Perché colpisce soprattutto i giocatori di football

A rendere il football americano particolarmente a rischio è la natura stessa del gioco, che prevede impatti frequenti e violenti tra i giocatori, spesso volontari e ripetuti ad ogni azione, anche se non sempre accompagnati dalla perdita di coscienza o dalla diagnosi di commozione cerebrale vera e propria. Posizioni come quella di running back — lo stesso ricoperto da Shane Tamura ai tempi delle scuole superiori — risultano ancora più esposte per via della forza degli scontri e della frequenza dei contatti.

La NFL, dopo anni di resistenze, ha ammesso pubblicamente l’esistenza di una correlazione tra la pratica sportiva e i danni cerebrali permanenti, stanziando oltre un miliardo di dollari a favore degli ex atleti colpiti da patologie neurodegenerative. Ma la questione resta controversa, soprattutto per il fatto che il rischio può coinvolgere anche i giovani giocatori delle leghe scolastiche e universitarie, e non solo i professionisti.
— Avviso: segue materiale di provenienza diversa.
//! Prompt flow for the wrap command.

use warpwrap_config::{defaults, Config};
use warpwrap_core::{EditorHost, InputPrompt, NoticeLevel, PickPrompt};
use warpwrap_session::LastUsed;
use warpwrap_wrap::{is_valid_tag_name, scrape_attributes, AttributeSet};

use crate::notices;

/// Tag list entry that asks for a free-form tag name
pub(crate) const CUSTOM_TAG: &str = "custom";

/// Tags in chooser order
pub(crate) fn tag_choices(config: &Config, last: &LastUsed) -> Vec<String> {
    let mut tags = if config.default_tags.is_empty() {
        defaults::TAGS.iter().map(|tag| tag.to_string()).collect()
    } else {
        config.default_tags.clone()
    };

    if config.use_last_tag && !last.tag.is_empty() {
        tags.retain(|tag| *tag != last.tag);
        tags.insert(0, last.tag.clone());
    }
    tags
}

/// Ask for the tag. `None` means the user backed out.
pub(crate) fn choose_tag<H: EditorHost + ?Sized>(
    host: &mut H,
    config: &Config,
    last: &LastUsed,
) -> Option<String> {
    let prompt = PickPrompt {
        placeholder: "Select a tag to wrap your selection".to_string(),
        items: tag_choices(config, last),
    };
    let picked = host.pick(&prompt)?;
    let tag = if picked == CUSTOM_TAG {
        host.input(&InputPrompt {
            prompt: "Enter a tag name".to_string(),
            placeholder: "e.g. my-component".to_string(),
            value: String::new(),
        })?
    } else {
        picked
    };

    // Configured tags get the same check as typed ones
    let tag = tag.trim();
    if tag.is_empty() {
        return None;
    }
    if !is_valid_tag_name(tag) {
        host.notify(NoticeLevel::Warning, &notices::invalid_tag(tag));
        return None;
    }
    Some(tag.to_string())
}

/// Prompt defaults: values found near the cursor, else the last used ones.
pub(crate) fn attribute_defaults<H: EditorHost + ?Sized>(
    host: &H,
    cursor_line: usize,
    last: &LastUsed,
) -> AttributeSet {
    let scraped = scrape_attributes(cursor_line, |idx| host.line_text(idx)).unwrap_or_else(|e| {
        warpwrap_logger::warn(format!("Attribute scan failed: {:#}", e));
        AttributeSet::default()
    });

    let or_last = |value: String, fallback: &str| {
        if value.is_empty() {
            fallback.to_string()
        } else {
            value
        }
    };

    AttributeSet {
        class_name: or_last(scraped.class_name, &last.class_name),
        id_name: or_last(scraped.id_name, &last.id_name),
        inline_styles: scraped.inline_styles,
    }
}

/// Ask for class, id and inline styles in that order.
pub(crate) fn ask_attributes<H: EditorHost + ?Sized>(
    host: &mut H,
    defaults: AttributeSet,
) -> Option<AttributeSet> {
    let class_name = host.input(&InputPrompt {
        prompt: "Enter class name (optional)".to_string(),
        placeholder: "e.g. my-class".to_string(),
        value: defaults.class_name,
    })?;
    let id_name = host.input(&InputPrompt {
        prompt: "Enter ID (optional)".to_string(),
        placeholder: "e.g. my-id".to_string(),
        value: defaults.id_name,
    })?;
    let inline_styles = host.input(&InputPrompt {
        prompt: "Enter inline styles (optional)".to_string(),
        placeholder: "e.g. color: red; font-size: 14px;".to_string(),
        value: defaults.inline_styles,
    })?;

    Some(AttributeSet::new(class_name, id_name, inline_styles))
}

#[cfg(test)]
mod tests {
    use super::*;

    fn last(tag: &str) -> LastUsed {
        LastUsed {
            tag: tag.to_string(),
            ..LastUsed::default()
        }
    }

    #[test]
    fn test_tag_choices_default_order() {
        let tags = tag_choices(&Config::default(), &last("aside"));
        assert_eq!(tags.first().map(String::as_str), Some("div"));
        assert_eq!(tags.last().map(String::as_str), Some("custom"));
    }

    #[test]
    fn test_tag_choices_last_tag_first() {
        let config = Config {
            use_last_tag: true,
            ..Config::default()
        };
        let tags = tag_choices(&config, &last("aside"));
        assert_eq!(tags[0], "aside");
        assert_eq!(tags.iter().filter(|t| *t == "aside").count(), 1);
        assert_eq!(tags.len(), Config::default().default_tags.len());

        // A tag outside the configured list is still offered first
        let tags = tag_choices(&config, &last("main"));
        assert_eq!(tags[0], "main");
        assert_eq!(tags.len(), Config::default().default_tags.len() + 1);
    }

    #[test]
    fn test_tag_choices_empty_list_falls_back() {
        let config = Config {
            default_tags: Vec::new(),
            ..Config::default()
        };
        assert_eq!(tag_choices(&config, &LastUsed::default()).len(), 9);
    }
}
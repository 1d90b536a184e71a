//! Line-oriented terminal host.
//!
//! Implements [`EditorHost`] on top of a [`TextBuffer`]: prompts are read
//! from the input one line at a time and notices are printed in color.

use anyhow::{Context, Result};
use crossterm::style::Stylize;
use std::fmt::Display;
use std::io::{BufRead, Write};
use std::path::PathBuf;

use warpwrap_buffer::TextBuffer;
use warpwrap_core::{
    EditorHost, InputPrompt, NoticeLevel, PanelView, PickPrompt, Position, Selection, TextEdit,
};

/// Input that clears a pre-filled prompt value
pub const CLEAR_VALUE: &str = "-";

pub struct TerminalHost<R, W> {
    buffer: TextBuffer,
    selections: Vec<Selection>,
    root: Option<PathBuf>,
    /// Where panel documents are written; the cache dir when unset
    panel_dir: Option<PathBuf>,
    input: R,
    output: W,
}

impl<R: BufRead, W: Write> TerminalHost<R, W> {
    pub fn new(buffer: TextBuffer, root: Option<PathBuf>, input: R, output: W) -> Self {
        Self {
            buffer,
            selections: vec![Selection::caret(Position::default())],
            root,
            panel_dir: None,
            input,
            output,
        }
    }

    pub fn with_panel_dir(mut self, dir: PathBuf) -> Self {
        self.panel_dir = Some(dir);
        self
    }

    pub fn buffer(&self) -> &TextBuffer {
        &self.buffer
    }

    pub fn buffer_mut(&mut self) -> &mut TextBuffer {
        &mut self.buffer
    }

    pub fn output(&self) -> &W {
        &self.output
    }

    pub fn set_selections(&mut self, selections: Vec<Selection>) {
        self.selections = selections;
    }

    /// Print one line
    pub fn say(&mut self, line: impl Display) {
        if let Err(e) = writeln!(self.output, "{}", line) {
            warpwrap_logger::warn(format!("Failed to write output: {}", e));
        }
    }

    /// Print `prompt` and read one line without its line ending.
    ///
    /// Returns `None` at end of input.
    pub fn ask(&mut self, prompt: &str) -> Option<String> {
        let _ = write!(self.output, "{}", prompt);
        let _ = self.output.flush();

        let mut line = String::new();
        match self.input.read_line(&mut line) {
            Ok(0) => None,
            Ok(_) => Some(line.trim_end_matches(['\n', '\r']).to_string()),
            Err(e) => {
                warpwrap_logger::warn(format!("Failed to read input: {}", e));
                None
            }
        }
    }

    fn panel_path(&self, panel: &PanelView) -> Result<PathBuf> {
        let dir = match &self.panel_dir {
            Some(dir) => dir.clone(),
            None => warpwrap_config::get_cache_dir()?,
        };
        std::fs::create_dir_all(&dir)
            .with_context(|| format!("Failed to create {}", dir.display()))?;
        Ok(dir.join(format!("{}.html", panel.view_type)))
    }
}

impl<R: BufRead, W: Write> EditorHost for TerminalHost<R, W> {
    fn selections(&self) -> Vec<Selection> {
        self.selections.clone()
    }

    fn text_in(&self, selection: &Selection) -> Result<String> {
        self.buffer.text_range(selection)
    }

    fn line_text(&self, line: usize) -> Option<String> {
        self.buffer.line_text(line)
    }

    fn apply_edits(&mut self, edits: &[TextEdit]) -> Result<Vec<Selection>> {
        let ranges = self.buffer.replace_ranges(edits)?;
        // Selections follow the replaced text
        self.selections = ranges.clone();
        Ok(ranges)
    }

    fn pick(&mut self, prompt: &PickPrompt) -> Option<String> {
        let mut lines = vec![prompt.placeholder.clone().bold().to_string()];
        for (idx, item) in prompt.items.iter().enumerate() {
            lines.push(format!("  {:>2}) {}", idx + 1, item));
        }
        for line in lines {
            self.say(line);
        }

        let answer = self.ask("> ")?;
        let answer = answer.trim();
        if answer.is_empty() {
            return None;
        }

        let chosen = match answer.parse::<usize>() {
            Ok(number) => number
                .checked_sub(1)
                .and_then(|idx| prompt.items.get(idx))
                .cloned(),
            Err(_) => prompt.items.iter().find(|item| *item == answer).cloned(),
        };
        if chosen.is_none() {
            self.say(format!("No such choice: {}", answer).yellow());
        }
        chosen
    }

    fn input(&mut self, prompt: &InputPrompt) -> Option<String> {
        let question = if prompt.value.is_empty() {
            format!("{} ({}): ", prompt.prompt, prompt.placeholder)
        } else {
            format!("{} [{}]: ", prompt.prompt, prompt.value)
        };

        let answer = self.ask(&question)?;
        let answer = answer.trim();
        Some(match answer {
            "" => prompt.value.clone(),
            CLEAR_VALUE => String::new(),
            _ => answer.to_string(),
        })
    }

    fn notify(&mut self, level: NoticeLevel, message: &str) {
        let label = match level {
            NoticeLevel::Info => level.to_str().cyan(),
            NoticeLevel::Warning => level.to_str().yellow(),
            NoticeLevel::Error => level.to_str().red().bold(),
        };
        self.say(format!("{}: {}", label, message));
    }

    fn show_panel(&mut self, panel: &PanelView) -> Result<()> {
        let path = self.panel_path(panel)?;
        std::fs::write(&path, &panel.html)
            .with_context(|| format!("Failed to write panel: {}", path.display()))?;

        warpwrap_logger::info(format!("Panel written to {}", path.display()));
        self.say(format!("{} written to {}", panel.title.as_str().bold(), path.display()));
        self.say("Open it in a browser, then paste the submitted message with `message <json>`");
        Ok(())
    }

    fn workspace_root(&self) -> Option<PathBuf> {
        self.root.clone()
    }
}
//! Command orchestration for warpwrap.
//!
//! The commands a host editor exposes, written against [`EditorHost`] so
//! any editor can drive them:
//! - [`wrap_selection`] - prompt for a tag and attributes, wrap every selection
//! - [`undo_last_wrap`] - put back the text the last wrap replaced
//! - [`open_preview_panel`] - show the interactive preview panel
//! - [`handle_panel_message`] - act on a message posted by that panel
//!
//! # Architecture
//!
//! ```text
//! ┌─────────────────────────────────────────────────────────────────┐
//! │                        host editor                              │
//! │  selections, atomic edits, prompts, notices, panel hosting      │
//! └─────────────────────────────────────────────────────────────────┘
//!                                │ EditorHost
//!                                ▼
//! ┌─────────────────────────────────────────────────────────────────┐
//! │                    warpwrap-app (this crate)                    │
//! │  commands, prompt flow, undo bookkeeping via Session            │
//! └─────────────────────────────────────────────────────────────────┘
//!            │              │              │              │
//!            ▼              ▼              ▼              ▼
//!     ┌──────────┐  ┌──────────┐  ┌──────────┐  ┌──────────┐
//!     │   wrap   │  │  config  │  │  panel   │  │ session  │
//!     └──────────┘  └──────────┘  └──────────┘  └──────────┘
//! ```
//!
//! Commands never return errors: failures are logged, reported through
//! [`EditorHost::notify`] and summarized as a [`CommandOutcome`].

mod apply;
mod commands;
pub mod notices;
mod prompts;

#[cfg(test)]
mod test_host;

pub use commands::{handle_panel_message, open_preview_panel, undo_last_wrap, wrap_selection};

// Re-export commonly used types
pub use warpwrap_config::Config;
pub use warpwrap_core::{CommandOutcome, EditorHost, NoticeLevel};
pub use warpwrap_session::Session;

/// Load the project configuration for the host's workspace.
///
/// Without a workspace the built-in defaults are used. A malformed file is
/// reported to the user and the defaults are used instead.
pub fn load_config<H: EditorHost + ?Sized>(host: &mut H) -> Config {
    let Some(root) = host.workspace_root() else {
        return Config::default();
    };

    match Config::load_from(&root) {
        Ok(config) => config,
        Err(e) => {
            warpwrap_logger::error(format!("{:#}", e));
            host.notify(NoticeLevel::Error, notices::CONFIG_PARSE_ERROR);
            Config::default()
        }
    }
}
Il futuro tra prevenzione e ricerca

La tragica vicenda di New York dimostra quanto ancora poco si sappia sulla CTE e sui rischi a cui sono sottoposti milioni di giovani e adulti che praticano football americano e sport simili. Mentre la ricerca scientifica continua a indagare sulle modalità di sviluppo della patologia e l’eventuale predisposizione individuale, cresce anche la pressione su federazioni e istituzioni affinché rafforzino le misure di prevenzione, diagnosi precoce e assistenza agli atleti, al fine di scongiurare nuove tragedie.

Nel frattempo, casi come quello di Shane Tamura mettono in luce il grande costo umano — spesso silenzioso — che alcuni sport di contatto hanno finora lasciato dietro di sé. La consapevolezza e l’informazione restano, oggi più che mai, il primo strumento per affrontare il problema in modo responsabile.